Covering Scientific & Technical AI | Saturday, January 18, 2025

Cisco Targets Hyperscale With Modular UCS Iron 

Five years ago, Cisco Systems got out in front of the pack with converged server and switching and a unified Ethernet fabric for server and storage traffic in its Unified Computing System blade servers. The company eventually added rack servers so it could handle workloads that needed more local memory and disk, and with the launch of the UCS M-Series modular servers today, the company is taking on hyperscale workloads and the custom server makers who tend to build the machines that run them.

Cisco has fought hard to get into the server side of the datacenter business, and has done better than perhaps many had thought it could do against IBM, Hewlett-Packard, Dell, and others in the core, general-purpose systems market. While that general purpose market is shrinking as customers deploy virtualization to drive up utilization on their machines or shift workloads to clouds, which are just virtualized machines someone else owns and operates, the market for systems aimed at hyperscale customers as well as specific kinds of modeling and simulation workloads that can be run on similar iron, is exploding. The demand is choppy on a quarterly basis because the deals are mostly large – just like the supercomputing business – and often tied to specific processor announcement from Intel.

The UCS business based on blade and rack machines has grown to have a $3 billion annual run rate and has 36,500 unique customers. More than three-quarters of the Fortune 500 have UCS iron of some sort running in their datacenters and Cisco has more than 3,600 channel partners helping push its iron. But growth is slowing and Cisco has taken just about all of the share it can away from the tier one server makers that have been its primary rivals. To grow, Cisco has to expand into new markets and that means taking on original design manufacturers (ODMs) located in China and Taiwan, tough competitors like Supermicro that have a server for just about every need, and the tier one server makers like HP and Dell that do custom server engagements for hyperscale customers as well as making general-purpose machines.

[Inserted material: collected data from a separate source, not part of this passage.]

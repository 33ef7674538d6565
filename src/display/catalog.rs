//! Catalog display formatting
//!
//! Formats the service catalog for terminal output, grouped by category.

use crate::models::Service;
use crate::quote::group_by_category;

/// Format filtered services as a grouped price list
pub fn format_catalog(filtered: &[&Service]) -> String {
    if filtered.is_empty() {
        return "No products found.\n\nTry adjusting your search or filter criteria."
            .to_string();
    }

    let name_width = filtered
        .iter()
        .map(|s| s.name.len())
        .max()
        .unwrap_or(4)
        .max(4);

    let groups = group_by_category(filtered);
    let mut output = String::new();
    let mut first = true;

    for (category, services) in groups {
        if services.is_empty() {
            continue;
        }

        if !first {
            output.push('\n');
        }
        first = false;

        output.push_str(&format!("{category}\n"));

        for (i, service) in services.iter().enumerate() {
            let is_last = i == services.len() - 1;
            let prefix = if is_last { "└── " } else { "├── " };
            output.push_str(&format!(
                "  {}{:<width$}  {:>10}\n",
                prefix,
                service.name,
                format_price(service.price),
                width = name_width
            ));
        }
    }

    output
}

/// Format a price with a dollar sign and two decimals
pub fn format_price(price: f64) -> String {
    format!("${price:.2}")
}

#[cfg(test)]
mod tests {
    use super::*;
    use crate::models::Category;

    #[test]
    fn test_format_price() {
        assert_eq!(format_price(199.99), "$199.99");
        assert_eq!(format_price(1999.9), "$1999.90");
        assert_eq!(format_price(0.0), "$0.00");
    }

    #[test]
    fn test_format_catalog_groups_by_category() {
        let services = vec![
            Service::new("Turbo", 899.99, Category::Turbo),
            Service::new("Repair", 49.99, Category::Repair),
        ];
        let refs: Vec<&Service> = services.iter().collect();
        let output = format_catalog(&refs);

        // Category order puts Repair first even though Turbo is row one.
        let repair_pos = output.find("Repair").unwrap();
        let turbo_pos = output.find("Turbo").unwrap();
        assert!(repair_pos < turbo_pos);
        assert!(output.contains("$899.99"));
    }

    #[test]
    fn test_format_catalog_empty() {
        let output = format_catalog(&[]);
        assert!(output.contains("No products found"));
    }
}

It is with this in mind that Cisco has created the M-Series modular servers. Todd Brannon, director of product marketing for Cisco's Unified Computing System line, says that this is the biggest rollout since the original UCS launch back in March 2009, and says that the company is well aware of the need to supply scale-up systems for in-memory processing, the need for scale out systems – what he called enterprise grid or enterprise HPC – in the financial services, oil and gas, electronic design automation, and weather modeling sectors growing much faster. "We just see the increasing use of distributed computing, which is very different from heavy enterprise workloads, where you put many applications in virtual machines on a server node," explains Brannon. "This is about one application spanning dozens, hundreds, or thousands of nodes."

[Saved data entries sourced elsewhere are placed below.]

//! Reusable TUI widgets

pub mod input;

pub use input::SearchInput;
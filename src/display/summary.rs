//! Quote summary formatting
//!
//! Formats a selection as a line-item summary with a total, for the CLI
//! `quote` command.

use crate::models::Selection;

use super::catalog::format_price;

/// Format a selection as a quote summary
pub fn format_summary(selection: &Selection) -> String {
    if selection.is_empty() {
        return "No items selected.".to_string();
    }

    let mut output = String::new();
    output.push_str(&format!("{} items selected\n\n", selection.item_count()));

    let name_width = selection
        .iter()
        .map(|e| e.service.name.len() + format!(" x {}", e.quantity).len())
        .max()
        .unwrap_or(4);

    for entry in selection.iter() {
        let label = format!("{} x {}", entry.service.name, entry.quantity);
        output.push_str(&format!(
            "{:<width$}  {:>10}\n",
            label,
            format_price(entry.line_total()),
            width = name_width
        ));
    }

    output.push_str(&format!(
        "{:-<width$}  {:->10}\n",
        "",
        "",
        width = name_width
    ));
    output.push_str(&format!(
        "{:<width$}  {:>10}\n",
        "Total",
        format_price(selection.total()),
        width = name_width
    ));

    output
}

The distinction between enterprise and hyperscale is a bit more complicated, but there is no question that to be a player in the hyperscale arena, Cisco needs to build a new kind of system that reflects the very different needs of the applications that run at hyperscale.

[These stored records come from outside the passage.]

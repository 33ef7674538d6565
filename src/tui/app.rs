//! Application state for the TUI
//!
//! The App struct owns the session catalog, the user's selection, and the
//! current filter state. All derivations (filtered view, grouping, totals)
//! are computed on demand through the pure quote-engine functions.

use crate::catalog::LoadedCatalog;
use crate::config::Settings;
use crate::models::{Category, Selection, Service};
use crate::quote::{apply_filters, group_by_category, CatalogFilter};

use super::widgets::SearchInput;

/// Mode of input
#[derive(Debug, Clone, Copy, PartialEq, Eq, Default)]
pub enum InputMode {
    #[default]
    Normal,
    /// Typing into the search field
    Search,
}

/// Currently active dialog (if any)
#[derive(Debug, Clone, Copy, PartialEq, Eq, Default)]
pub enum ActiveDialog {
    #[default]
    None,
    Help,
    /// Connection status and troubleshooting info
    Debug,
    /// Confirm clearing the whole selection
    ConfirmClear,
}

/// Main application state
pub struct App {
    /// The session catalog with provenance
    pub catalog: LoadedCatalog,

    /// Connection settings (displayed in the debug dialog)
    pub settings: Settings,

    /// The user's in-progress quote
    pub selection: Selection,

    /// Current category/search filter
    pub filter: CatalogFilter,

    /// Search field state
    pub search_input: SearchInput,

    /// Index of the highlighted service within the filtered view
    pub selected_index: usize,

    /// Current input mode
    pub input_mode: InputMode,

    /// Currently active dialog
    pub active_dialog: ActiveDialog,

    /// Whether the app should quit
    pub should_quit: bool,
}

impl App {
    /// Create app state from a loaded catalog
    pub fn new(catalog: LoadedCatalog, settings: Settings) -> Self {
        Self {
            catalog,
            settings,
            selection: Selection::new(),
            filter: CatalogFilter::default(),
            search_input: SearchInput::new(),
            selected_index: 0,
            input_mode: InputMode::default(),
            active_dialog: ActiveDialog::default(),
            should_quit: false,
        }
    }

    /// Services matching the current filter, flattened in display order.
    ///
    /// The catalog view groups services by category, so `selected_index`
    /// must count rows in that same grouped order — not source-row order,
    /// which a live sheet is free to scramble.
    pub fn visible_services(&self) -> Vec<&Service> {
        let filtered = apply_filters(&self.catalog.services, &self.filter);
        group_by_category(&filtered)
            .into_iter()
            .flat_map(|(_, services)| services)
            .collect()
    }

    /// The currently highlighted service, cloned out of the catalog
    pub fn selected_service(&self) -> Option<Service> {
        self.visible_services()
            .get(self.selected_index)
            .map(|s| (**s).clone())
    }

    /// Signal the app to quit
    pub fn quit(&mut self) {
        self.should_quit = true;
    }

    pub fn open_dialog(&mut self, dialog: ActiveDialog) {
        self.active_dialog = dialog;
    }

    pub fn close_dialog(&mut self) {
        self.active_dialog = ActiveDialog::None;
    }

    pub fn has_dialog(&self) -> bool {
        self.active_dialog != ActiveDialog::None
    }

    /// Move the highlight down
    pub fn select_next(&mut self) {
        let len = self.visible_services().len();
        if len > 0 && self.selected_index + 1 < len {
            self.selected_index += 1;
        }
    }

    /// Move the highlight up
    pub fn select_previous(&mut self) {
        self.selected_index = self.selected_index.saturating_sub(1);
    }

    /// Keep the highlight inside the filtered view after a filter change
    fn clamp_selection(&mut self) {
        let len = self.visible_services().len();
        if len == 0 {
            self.selected_index = 0;
        } else if self.selected_index >= len {
            self.selected_index = len - 1;
        }
    }

    /// Advance the category filter: all -> first category -> ... -> all
    pub fn cycle_category_forward(&mut self) {
        self.filter.category = match self.filter.category {
            None => Some(Category::ALL[0]),
            Some(current) => {
                let next = current.sort_order() + 1;
                Category::ALL.get(next).copied()
            }
        };
        self.selected_index = 0;
    }

    /// Step the category filter backwards
    pub fn cycle_category_backward(&mut self) {
        self.filter.category = match self.filter.category {
            None => Some(Category::ALL[Category::ALL.len() - 1]),
            Some(current) => match current.sort_order() {
                0 => None,
                n => Some(Category::ALL[n - 1]),
            },
        };
        self.selected_index = 0;
    }

    /// Push the search field content into the filter (live, per keystroke)
    pub fn apply_search(&mut self) {
        self.filter.search = self.search_input.value().to_string();
        self.clamp_selection();
    }

    /// Increase the highlighted service's quantity by one
    pub fn increment_selected(&mut self) {
        if let Some(service) = self.selected_service() {
            let quantity = self.selection.quantity_of(&service.id) + 1;
            self.selection.set_quantity(&service, quantity);
        }
    }

    /// Decrease the highlighted service's quantity by one (0 removes it)
    pub fn decrement_selected(&mut self) {
        if let Some(service) = self.selected_service() {
            let quantity = self.selection.quantity_of(&service.id);
            if quantity > 0 {
                self.selection.set_quantity(&service, quantity - 1);
            }
        }
    }

    /// Remove the highlighted service from the selection entirely
    pub fn remove_selected(&mut self) {
        if let Some(service) = self.selected_service() {
            self.selection.set_quantity(&service, 0);
        }
    }

    /// Remove every selected service
    pub fn clear_selection(&mut self) {
        self.selection.clear();
    }
}

#[cfg(test)]
mod tests {
    use super::*;
    use crate::catalog::{offline_catalog, CatalogOrigin, LoadedCatalog};
    use chrono::Utc;

    fn app() -> App {
        App::new(offline_catalog(), Settings::default())
    }

    #[test]
    fn test_highlight_matches_grouped_display_order() {
        // A live sheet can list a Turbo row before a Repair row, but the
        // view groups Repair first. The highlight and the steppers must act
        // on the row the user actually sees.
        let catalog = LoadedCatalog {
            services: vec![
                Service::new("Turbo", 2999.99, Category::Turbo),
                Service::new("Repair", 49.99, Category::Repair),
            ],
            origin: CatalogOrigin::Sheet,
            fetched_at: Utc::now(),
        };
        let mut app = App::new(catalog, Settings::default());

        assert_eq!(app.selected_service().unwrap().id, "repair");

        app.increment_selected();
        assert_eq!(app.selection.quantity_of("repair"), 1);
        assert_eq!(app.selection.quantity_of("turbo"), 0);

        app.select_next();
        assert_eq!(app.selected_service().unwrap().id, "turbo");
    }

    #[test]
    fn test_increment_and_decrement() {
        let mut app = app();
        app.increment_selected();
        app.increment_selected();

        let id = app.selected_service().unwrap().id;
        assert_eq!(app.selection.quantity_of(&id), 2);

        app.decrement_selected();
        assert_eq!(app.selection.quantity_of(&id), 1);

        app.decrement_selected();
        assert!(app.selection.is_empty());
    }

    #[test]
    fn test_decrement_on_unselected_is_noop() {
        let mut app = app();
        app.decrement_selected();
        assert!(app.selection.is_empty());
    }

    #[test]
    fn test_cycle_category_wraps_through_all() {
        let mut app = app();
        assert_eq!(app.filter.category, None);

        app.cycle_category_forward();
        assert_eq!(app.filter.category, Some(Category::Repair));

        for _ in 0..Category::ALL.len() {
            app.cycle_category_forward();
        }
        // Past the last category we are back at "all".
        assert_eq!(app.filter.category, None);

        app.cycle_category_backward();
        assert_eq!(app.filter.category, Some(Category::Turbo));
    }

    #[test]
    fn test_search_clamps_selection() {
        let mut app = app();
        app.selected_index = 15;

        app.search_input.insert('t');
        app.search_input.insert('u');
        app.search_input.insert('r');
        app.search_input.insert('b');
        app.search_input.insert('o');
        app.apply_search();

        assert_eq!(app.visible_services().len(), 1);
        assert_eq!(app.selected_index, 0);
        assert_eq!(app.selected_service().unwrap().id, "turbo");
    }

    #[test]
    fn test_selection_navigation_stays_in_bounds() {
        let mut app = app();
        app.select_previous();
        assert_eq!(app.selected_index, 0);

        let len = app.visible_services().len();
        for _ in 0..len + 5 {
            app.select_next();
        }
        assert_eq!(app.selected_index, len - 1);
    }

    #[test]
    fn test_selection_survives_filter_change() {
        let mut app = app();
        app.increment_selected();
        let id = app.selected_service().unwrap().id;

        app.cycle_category_forward();
        app.cycle_category_forward();

        // Filtering changes the view, not the selection.
        assert_eq!(app.selection.quantity_of(&id), 1);
    }
}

In the enterprise, customers have hundreds to thousands of applications, and while many of them are multi-tiered, running replicas of Web or application tiers and mirrored databases, it is generally one application per server. To virtualize these applications, a hefty system with lots of cores is outfitted with a server virtualization hypervisor, which provides a kind of isolation between the different tiers of the application as well as a rudimentary kind of resource control, and multiple applications are run side-by-side on a single box. With hundreds of boxes you can support thousands of applications. With hyperscale workloads, the customers tend to have tens of applications, not thousands, and they are generally not virtualized – at least not with a heavy hypervisor but perhaps with lighter weight software containers. These applications are parallel in nature and are designed to run over multiple nodes because customers need the apps to scale and because they want the resiliency to be guaranteed up in the software stack and in the redundancy of the data not in the redundancy of hardware inside of a physical server trying to protect a single copy of the data and application against all failure. If a node fails in Hadoop, Memcached, or NoSQL data store cluster, the application should heal around the node failure because data is replicated across multiple nodes.

With the M-Series machines, Cisco is not just creating yet another microserver platform aimed at scale-out workloads, but is actually doing a bit of engineering.

"If you take the covers off and look at a server today, whether it is a rack server or a blade server or even one of the new density optimized machines, what you have is fully conjoined, fixed subsystems," Brannon explains to EnterpriseTech. "You have got a processor combined with a RAID or non-RAID storage controller and PCI-Express and Ethernet I/O, and these are all conjoined. We have broken apart the pieces."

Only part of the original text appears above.